Agli uomini Dio offre la Sua Grazia continuamente, ma in modo speciale lo fa ogni qual volta essi hanno l’opportunità di celebrare il Giubileo. Dai tempi dell’Antico Testamento questo capita ogni 50 anni, di modo che ogni generazione abbia il suo Giubileo, un evento straordinario, un tempo di Grazia del Signore. In questo anno viviamo il Giubileo della Misericordia, e anche se non era previsto dal calendario, Papa Francesco lo ha indetto per farci ricordare.
Questi due momenti separa 800 anni. La misericordia divina dura però “in eterno”. E’ una sfida continua…
In questo anno della misericordia noi Frati, come gli della Chiesa, annunciamo la misericordia. A questo riguardo il Santo Padre ci ha lanciato una sfida forte:
«la Chiesa ha la missione di annunciare la misericordia di Dio, cuore pulsante del Vangelo, che per mezzo suo deve raggiungere il cuore e la mente di ogni persona.» (MV 12).
Il 2016 è l’anno centenario del Perdono di Assisi.
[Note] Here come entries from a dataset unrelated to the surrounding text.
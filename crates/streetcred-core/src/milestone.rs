//! # Milestone Arithmetic
//!
//! A milestone is reached every [`MILESTONE_STEP`] points. A user holding
//! `p` points has earned exactly the milestones `{5, 10, …, 5 * floor(p / 5)}`
//! and the next one is `5 * (floor(p / 5) + 1)`.

use std::collections::BTreeSet;

use serde::Serialize;

use crate::error::ValidationError;

/// Points between consecutive badge milestones.
pub const MILESTONE_STEP: u32 = 5;

/// Largest point total the persistence layer can hold (Postgres `integer`).
pub const MAX_POINTS: u32 = i32::MAX as u32;

/// Validate a signed point value from a request.
pub fn validate_points(value: i64) -> Result<u32, ValidationError> {
    if value < 0 {
        return Err(ValidationError::NegativePoints(value));
    }
    if value > i64::from(MAX_POINTS) {
        return Err(ValidationError::PointsOutOfRange {
            value,
            max: MAX_POINTS,
        });
    }
    Ok(value as u32)
}

/// Validate a milestone value supplied by an operator.
pub fn validate_milestone(value: i64) -> Result<u32, ValidationError> {
    let points = validate_points(value).map_err(|_| ValidationError::InvalidMilestone(value))?;
    if is_milestone(points) {
        Ok(points)
    } else {
        Err(ValidationError::InvalidMilestone(value))
    }
}

/// The next milestone strictly above `points`.
pub fn next_milestone(points: u32) -> u32 {
    (points / MILESTONE_STEP)
        .saturating_add(1)
        .saturating_mul(MILESTONE_STEP)
}

/// All milestones earned at `points`, ascending. Empty below the first step.
pub fn earned_milestones(points: u32) -> Vec<u32> {
    (1..=points / MILESTONE_STEP)
        .map(|i| i * MILESTONE_STEP)
        .collect()
}

/// Whether `value` is a positive multiple of [`MILESTONE_STEP`].
pub fn is_milestone(value: u32) -> bool {
    value > 0 && value % MILESTONE_STEP == 0
}

/// Earned milestones with no award yet, ascending.
pub fn missing_milestones(earned: &[u32], awarded: &BTreeSet<u32>) -> Vec<u32> {
    earned
        .iter()
        .copied()
        .filter(|m| !awarded.contains(m))
        .collect()
}

/// A user's progress toward the next badge.
#[derive(Debug, Clone, PartialEq, Serialize)]
pub struct BadgeProgress {
    pub current_points: u32,
    pub total_badges: usize,
    pub milestones_reached: usize,
    pub next_milestone: u32,
    pub points_to_next_badge: u32,
    /// `(points % 5) / 5 * 100`: progress through the current band.
    pub progress_percent: f64,
}

impl BadgeProgress {
    /// Compute progress from a point total and the number of badges held.
    pub fn compute(points: u32, total_badges: usize) -> Self {
        let next = next_milestone(points);
        Self {
            current_points: points,
            total_badges,
            milestones_reached: (points / MILESTONE_STEP) as usize,
            next_milestone: next,
            points_to_next_badge: next - points,
            progress_percent: f64::from(points % MILESTONE_STEP) / f64::from(MILESTONE_STEP) * 100.0,
        }
    }
}

#[cfg(test)]
mod tests {
    use super::*;
    use proptest::prelude::*;

    #[test]
    fn no_milestones_below_five() {
        for p in 0..5 {
            assert!(earned_milestones(p).is_empty());
        }
    }

    #[test]
    fn twelve_points_earns_five_and_ten() {
        assert_eq!(earned_milestones(12), vec![5, 10]);
        assert_eq!(next_milestone(12), 15);
    }

    #[test]
    fn exact_multiple_counts_as_earned() {
        assert_eq!(earned_milestones(15), vec![5, 10, 15]);
        assert_eq!(next_milestone(15), 20);
    }

    #[test]
    fn next_milestone_from_zero() {
        assert_eq!(next_milestone(0), 5);
        assert_eq!(next_milestone(4), 5);
    }

    #[test]
    fn missing_is_set_difference() {
        let awarded: BTreeSet<u32> = [5, 15, 40].into_iter().collect();
        assert_eq!(missing_milestones(&[5, 10, 15, 20], &awarded), vec![10, 20]);
    }

    #[test]
    fn validate_points_rejects_negative() {
        assert_eq!(validate_points(-1), Err(ValidationError::NegativePoints(-1)));
        assert_eq!(validate_points(0), Ok(0));
        assert!(validate_points(i64::from(MAX_POINTS) + 1).is_err());
    }

    #[test]
    fn validate_milestone_requires_multiple_of_five() {
        assert_eq!(validate_milestone(10), Ok(10));
        assert!(validate_milestone(0).is_err());
        assert!(validate_milestone(7).is_err());
        assert!(validate_milestone(-5).is_err());
    }

    #[test]
    fn progress_uses_band_formula() {
        let progress = BadgeProgress::compute(12, 2);
        assert_eq!(progress.current_points, 12);
        assert_eq!(progress.milestones_reached, 2);
        assert_eq!(progress.next_milestone, 15);
        assert_eq!(progress.points_to_next_badge, 3);
        assert!((progress.progress_percent - 40.0).abs() < f64::EPSILON);
    }

    #[test]
    fn progress_at_exact_milestone_is_zero_percent() {
        let progress = BadgeProgress::compute(10, 2);
        assert_eq!(progress.points_to_next_badge, 5);
        assert_eq!(progress.progress_percent, 0.0);
    }

    #[test]
    fn next_milestone_saturates_at_ceiling() {
        assert!(next_milestone(u32::MAX) >= u32::MAX - MILESTONE_STEP);
    }

    proptest! {
        #[test]
        fn earned_matches_closed_form(p in 0u32..100_000) {
            let expected: Vec<u32> = (1..=p / 5).map(|k| 5 * k).collect();
            prop_assert_eq!(earned_milestones(p), expected);
        }

        #[test]
        fn next_matches_closed_form(p in 0u32..MAX_POINTS) {
            prop_assert_eq!(next_milestone(p), 5 * (p / 5 + 1));
            prop_assert!(next_milestone(p) > p);
        }

        #[test]
        fn every_earned_value_is_a_milestone(p in 0u32..10_000) {
            for m in earned_milestones(p) {
                prop_assert!(is_milestone(m));
                prop_assert!(m <= p);
            }
        }
    }
}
Durante l’anno del Perdono, potremo intraprendere nuovi cammini per
rendere testimonianza dell’amore fraterno
tra noi Frati francescani,
e giungere a manifestare la riconciliazione tra noi.
Cari fratelli, vi invitiamo con tutto il cuore, che questo anno della misericordia sia un anno speciale per ognuna delle nostre comunità. Che questo ottavo centenario del perdono d’Assisi sia celebrato questo 2 agosto in ogni fraternità in modo speciale. Che possiamo ricevere come famiglia francescana questo grande dono della misericordia del Signore ed offrirlo a tutti nostri fratelli nella Chiesa. Pace e bene!

(www.fraticappuccini.it)

San Francesco d’Assisi

O Signore, fa’ di me uno strumento della tua Pace:
Dove è odio, fa’ ch’io porti l’Amore.
Dove è offesa, ch’io porti il Perdono.
Dove è discordia, ch’io porti l’Unione.
Dove è dubbio, ch’io porti la Fede.
Dove è errore, ch’io porti la Verità.
Dove è disperazione, ch’io porti la Speranza.
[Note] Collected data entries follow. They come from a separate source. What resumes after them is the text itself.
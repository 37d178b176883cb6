//! # Route Modules
//!
//! Each module defines an Axum Router for one API surface area.
//! Routers are assembled in `lib.rs` into the application.

pub mod badges;
pub mod reports;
Dove è tristezza, ch’io porti la Gioia.
Dove sono le tenebre, ch’io porti la Luce.
O Maestro, fa’ ch’io non cerchi tanto:
Essere consolato, quanto consolare.
Essere compreso, quanto comprendere.
Essere amato, quanto amare.
Poiché è
Dando, che si riceve;
Perdonando, che si è perdonati;
Morendo, che si resuscita a Vita Eterna.